*PROBLEM REQUIREMENTS*: Please copy every line of the records below that holds the word "signals".

*THE INPUT*:
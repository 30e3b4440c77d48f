//! JSON export adapter implementing ExportPort.

use std::fs;
use std::path::Path;

use crate::domain::error::VizError;
use crate::ports::export_port::{ExportPort, RunExport};

#[derive(Debug, Default)]
pub struct JsonExportAdapter {
    pub pretty: bool,
}

impl JsonExportAdapter {
    pub fn new(pretty: bool) -> Self {
        Self { pretty }
    }

    pub fn render(&self, export: &RunExport<'_>) -> Result<String, VizError> {
        let rendered = if self.pretty {
            serde_json::to_string_pretty(export)
        } else {
            serde_json::to_string(export)
        };
        rendered.map_err(|e| VizError::Io(std::io::Error::other(e)))
    }
}

impl ExportPort for JsonExportAdapter {
    fn export(&self, export: &RunExport<'_>, output_path: &Path) -> Result<(), VizError> {
        let json = self.render(export)?;
        if let Some(parent) = output_path.parent().filter(|p| !p.as_os_str().is_empty()) {
            fs::create_dir_all(parent)?;
        }
        fs::write(output_path, json)?;
        tracing::info!(path = %output_path.display(), "export written");
        Ok(())
    }
}

#[cfg(test)]
mod tests {
    use super::*;
    use crate::domain::performance::format_performance_metrics;
    use crate::domain::performance::tests::sample;
    use crate::domain::processor::process_timeline;
    use crate::domain::timeline::RawTimelineRow;
    use tempfile::TempDir;

    fn equity(ts: &str, v: f64) -> RawTimelineRow {
        RawTimelineRow {
            timestamp: ts.into(),
            ticker: "EQUITY".into(),
            underlying: "PORTFOLIO".into(),
            close: Some(v),
            ..Default::default()
        }
    }

    #[test]
    fn writes_processed_run() {
        let data = process_timeline(
            &[equity("2024-01-01", 100.0), equity("2024-01-02", 80.0)],
            Vec::new(),
        )
        .unwrap();
        let metrics = format_performance_metrics(&sample()).unwrap();
        let export = RunExport {
            run_id: "run1",
            metrics: &metrics,
            data: &data,
            markers: &[],
        };

        let dir = TempDir::new().unwrap();
        let path = dir.path().join("out").join("run1.json");
        JsonExportAdapter::new(true).export(&export, &path).unwrap();

        let written: serde_json::Value =
            serde_json::from_str(&fs::read_to_string(&path).unwrap()).unwrap();
        assert_eq!(written["run_id"], "run1");
        assert_eq!(written["metrics"]["total_trades"], 24);
        assert_eq!(written["data"]["equity"][1]["equity"], 80.0);
        assert_eq!(written["data"]["drawdown"][1]["drawdown"], -20.0);
        assert_eq!(written["data"]["metrics"]["EQUITY"].as_array().unwrap().len(), 2);
        assert!(written["markers"].as_array().unwrap().is_empty());
        assert_eq!(
            written["data"]["equity"][0]["timestamp"],
            "2024-01-01T00:00:00Z"
        );
    }

    #[test]
    fn compact_render_is_single_line() {
        let data = process_timeline(&[], Vec::new()).unwrap();
        let metrics = format_performance_metrics(&sample()).unwrap();
        let export = RunExport {
            run_id: "r",
            metrics: &metrics,
            data: &data,
            markers: &[],
        };
        let json = JsonExportAdapter::new(false).render(&export).unwrap();
        assert!(!json.contains('\n'));
    }
}
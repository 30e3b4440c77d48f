//! Indicator overlays grouped by name.
//!
//! - `IndicatorPoint`: one `{timestamp, value}` sample
//! - `Indicator`: a named, ordered series of samples
//! - `IndicatorSet`: insertion-ordered mapping name → series

use chrono::{DateTime, Utc};
use serde::Serialize;
use std::collections::HashMap;

use super::chart::{chart_unique, Timestamped};

#[derive(Debug, Clone, PartialEq, Serialize)]
pub struct IndicatorPoint {
    pub timestamp: DateTime<Utc>,
    pub value: f64,
}

impl Timestamped for IndicatorPoint {
    fn timestamp(&self) -> DateTime<Utc> {
        self.timestamp
    }
}

#[derive(Debug, Clone, PartialEq, Serialize)]
pub struct Indicator {
    pub name: String,
    pub data: Vec<IndicatorPoint>,
}

/// Indicators in the order their names were first seen. Points within a
/// name keep row order.
#[derive(Debug, Clone, Default, PartialEq, Serialize)]
#[serde(transparent)]
pub struct IndicatorSet {
    series: Vec<Indicator>,
    #[serde(skip)]
    index: HashMap<String, usize>,
}

impl IndicatorSet {
    pub fn new() -> Self {
        Self::default()
    }

    pub fn push(&mut self, name: &str, point: IndicatorPoint) {
        let idx = match self.index.get(name) {
            Some(&i) => i,
            None => {
                self.series.push(Indicator {
                    name: name.to_string(),
                    data: Vec::new(),
                });
                let i = self.series.len() - 1;
                self.index.insert(name.to_string(), i);
                i
            }
        };
        self.series[idx].data.push(point);
    }

    pub fn get(&self, name: &str) -> Option<&Indicator> {
        self.index.get(name).map(|&i| &self.series[i])
    }

    pub fn names(&self) -> impl Iterator<Item = &str> {
        self.series.iter().map(|s| s.name.as_str())
    }

    pub fn iter(&self) -> impl Iterator<Item = &Indicator> {
        self.series.iter()
    }

    pub fn len(&self) -> usize {
        self.series.len()
    }

    pub fn is_empty(&self) -> bool {
        self.series.is_empty()
    }

    /// Total number of points across all indicators.
    pub fn point_count(&self) -> usize {
        self.series.iter().map(|s| s.data.len()).sum()
    }

    /// Applies last-wins per-second dedup to every series. Only done when a
    /// caller asks for it.
    pub fn chart_unique(&self) -> IndicatorSet {
        let series: Vec<Indicator> = self
            .series
            .iter()
            .map(|s| Indicator {
                name: s.name.clone(),
                data: chart_unique(&s.data),
            })
            .collect();
        let index = self.index.clone();
        IndicatorSet { series, index }
    }
}
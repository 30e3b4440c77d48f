//! Port traits implemented by adapters.

pub mod config_port;
pub mod export_port;
pub mod run_port;
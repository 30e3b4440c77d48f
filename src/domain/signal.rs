//! Trading signals and consecutive-repeat deduplication.

use chrono::{DateTime, Utc};
use serde::Serialize;
use std::fmt;
use std::str::FromStr;

use super::chart::Timestamped;

/// Confidence assigned when the feed omits `signal_confidence`.
pub const DEFAULT_CONFIDENCE: f64 = 1.0;

#[derive(Debug, Clone, Copy, PartialEq, Eq, Hash, Serialize)]
#[serde(rename_all = "SCREAMING_SNAKE_CASE")]
pub enum SignalIntention {
    Buy,
    Sell,
    OpenLong,
    CloseLong,
    OpenShort,
    CloseShort,
}

impl SignalIntention {
    pub fn as_str(&self) -> &'static str {
        match self {
            SignalIntention::Buy => "BUY",
            SignalIntention::Sell => "SELL",
            SignalIntention::OpenLong => "OPEN_LONG",
            SignalIntention::CloseLong => "CLOSE_LONG",
            SignalIntention::OpenShort => "OPEN_SHORT",
            SignalIntention::CloseShort => "CLOSE_SHORT",
        }
    }

    /// Long entries and short exits are drawn below the bar with an up arrow.
    pub fn is_bullish(&self) -> bool {
        matches!(
            self,
            SignalIntention::Buy | SignalIntention::OpenLong | SignalIntention::CloseShort
        )
    }

    /// Marker text: the first underscore becomes a space ("OPEN LONG").
    pub fn label(&self) -> String {
        self.as_str().replacen('_', " ", 1)
    }
}

impl fmt::Display for SignalIntention {
    fn fmt(&self, f: &mut fmt::Formatter<'_>) -> fmt::Result {
        f.write_str(self.as_str())
    }
}

#[derive(Debug, Clone, PartialEq, Eq, thiserror::Error)]
#[error("unknown signal intention: {0}")]
pub struct UnknownIntention(pub String);

impl FromStr for SignalIntention {
    type Err = UnknownIntention;

    fn from_str(s: &str) -> Result<Self, Self::Err> {
        match s.trim() {
            "BUY" => Ok(SignalIntention::Buy),
            "SELL" => Ok(SignalIntention::Sell),
            "OPEN_LONG" => Ok(SignalIntention::OpenLong),
            "CLOSE_LONG" => Ok(SignalIntention::CloseLong),
            "OPEN_SHORT" => Ok(SignalIntention::OpenShort),
            "CLOSE_SHORT" => Ok(SignalIntention::CloseShort),
            other => Err(UnknownIntention(other.to_string())),
        }
    }
}

#[derive(Debug, Clone, PartialEq, Serialize)]
pub struct Signal {
    pub timestamp: DateTime<Utc>,
    pub intention: SignalIntention,
    pub price: f64,
    pub confidence: f64,
    #[serde(skip_serializing_if = "Option::is_none")]
    pub reason: Option<String>,
}

impl Timestamped for Signal {
    fn timestamp(&self) -> DateTime<Utc> {
        self.timestamp
    }
}

/// Collapse runs of identical intentions to their first occurrence.
///
/// Each signal is compared with the last *kept* signal, so any chain of
/// equal intentions yields exactly one output signal.
pub fn dedup_consecutive(signals: Vec<Signal>) -> Vec<Signal> {
    let mut kept: Vec<Signal> = Vec::with_capacity(signals.len());
    for signal in signals {
        if kept.last().is_some_and(|last| last.intention == signal.intention) {
            continue;
        }
        kept.push(signal);
    }
    kept
}
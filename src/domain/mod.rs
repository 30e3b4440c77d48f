//! Core domain types and the timeline transformation pipeline.

pub mod timeline;
pub mod chart;
pub mod ohlcv;
pub mod signal;
pub mod indicator;
pub mod portfolio;
pub mod classifier;
pub mod drawdown;
pub mod processor;
pub mod performance;
pub mod returns;
pub mod trade;
pub mod run;
pub mod error;
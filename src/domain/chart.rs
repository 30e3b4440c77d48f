//! Chart-uniqueness helpers shared by every display series.
//!
//! Charting collaborators key points by whole seconds. When two points fall
//! on the same second the **last** one wins, and the result is sorted
//! ascending by time.

use chrono::{DateTime, Utc};
use serde::Serialize;
use std::collections::BTreeMap;

use super::signal::Signal;

pub trait Timestamped {
    fn timestamp(&self) -> DateTime<Utc>;
}

/// Unix time floored to the second.
pub fn chart_time(ts: DateTime<Utc>) -> i64 {
    ts.timestamp()
}

/// Deduplicate on floored-to-second timestamp keeping the last occurrence,
/// then sort ascending.
pub fn chart_unique<T: Timestamped + Clone>(points: &[T]) -> Vec<T> {
    let mut by_second: BTreeMap<i64, &T> = BTreeMap::new();
    for point in points {
        by_second.insert(chart_time(point.timestamp()), point);
    }
    by_second.into_values().cloned().collect()
}

#[derive(Debug, Clone, Copy, PartialEq, Eq, Serialize)]
#[serde(rename_all = "camelCase")]
pub enum MarkerPosition {
    BelowBar,
    AboveBar,
}

#[derive(Debug, Clone, Copy, PartialEq, Eq, Serialize)]
#[serde(rename_all = "camelCase")]
pub enum MarkerShape {
    ArrowUp,
    ArrowDown,
}

/// A signal drawn on the price chart.
#[derive(Debug, Clone, PartialEq, Serialize)]
pub struct SignalMarker {
    pub time: i64,
    pub position: MarkerPosition,
    pub shape: MarkerShape,
    pub text: String,
}

impl From<&Signal> for SignalMarker {
    fn from(signal: &Signal) -> Self {
        let (position, shape) = if signal.intention.is_bullish() {
            (MarkerPosition::BelowBar, MarkerShape::ArrowUp)
        } else {
            (MarkerPosition::AboveBar, MarkerShape::ArrowDown)
        };
        SignalMarker {
            time: chart_time(signal.timestamp),
            position,
            shape,
            text: signal.intention.label(),
        }
    }
}

/// One marker per signal, ascending by time. Markers sharing a second are
/// all kept, in input order.
pub fn signal_markers(signals: &[Signal]) -> Vec<SignalMarker> {
    let mut markers: Vec<SignalMarker> = signals.iter().map(SignalMarker::from).collect();
    markers.sort_by_key(|m| m.time);
    markers
}

#[cfg(test)]
mod tests {
    use super::*;
    use crate::domain::signal::{SignalIntention, DEFAULT_CONFIDENCE};
    use chrono::TimeZone;

    #[derive(Debug, Clone, PartialEq)]
    struct P(DateTime<Utc>, u32);

    impl Timestamped for P {
        fn timestamp(&self) -> DateTime<Utc> {
            self.0
        }
    }

    fn at(secs: i64, millis: i64) -> DateTime<Utc> {
        Utc.timestamp_opt(secs, 0).unwrap() + chrono::Duration::milliseconds(millis)
    }

    #[test]
    fn last_occurrence_wins_within_same_second() {
        let points = vec![P(at(10, 0), 1), P(at(10, 500), 2), P(at(11, 0), 3)];
        let unique = chart_unique(&points);
        assert_eq!(unique, vec![P(at(10, 500), 2), P(at(11, 0), 3)]);
    }

    #[test]
    fn output_is_sorted_ascending() {
        let points = vec![P(at(30, 0), 1), P(at(10, 0), 2), P(at(20, 0), 3)];
        let secs: Vec<i64> = chart_unique(&points)
            .iter()
            .map(|p| chart_time(p.0))
            .collect();
        assert_eq!(secs, vec![10, 20, 30]);
    }

    #[test]
    fn empty_input() {
        let points: Vec<P> = Vec::new();
        assert!(chart_unique(&points).is_empty());
    }

    fn signal(secs: i64, intention: SignalIntention) -> Signal {
        Signal {
            timestamp: at(secs, 0),
            intention,
            price: 1.0,
            confidence: DEFAULT_CONFIDENCE,
            reason: None,
        }
    }

    #[test]
    fn markers_follow_intention_direction() {
        let markers = signal_markers(&[
            signal(20, SignalIntention::CloseLong),
            signal(10, SignalIntention::OpenLong),
            signal(20, SignalIntention::CloseShort),
        ]);
        assert_eq!(markers.len(), 3);
        assert_eq!(markers[0].time, 10);
        assert_eq!(markers[0].position, MarkerPosition::BelowBar);
        assert_eq!(markers[0].shape, MarkerShape::ArrowUp);
        assert_eq!(markers[0].text, "OPEN LONG");
        assert_eq!(markers[1].shape, MarkerShape::ArrowDown);
        assert_eq!(markers[1].text, "CLOSE LONG");
        assert_eq!(markers[2].position, MarkerPosition::BelowBar);
    }
}
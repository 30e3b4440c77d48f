//! Concrete adapter implementations for ports.

pub mod file_config_adapter;
pub mod json_export_adapter;
pub mod run_dir_adapter;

*FINISHED TASK*:
//! Trading signals and consecutive-repeat deduplication.
pub fn dedup_consecutive(signals: Vec<Signal>) -> Vec<Signal> {
    let mut kept: Vec<Signal> = Vec::with_capacity(signals.len());
    for signal in signals {
pub fn signal_markers(signals: &[Signal]) -> Vec<SignalMarker> {
    let mut markers: Vec<SignalMarker> = signals.iter().map(SignalMarker::from).collect();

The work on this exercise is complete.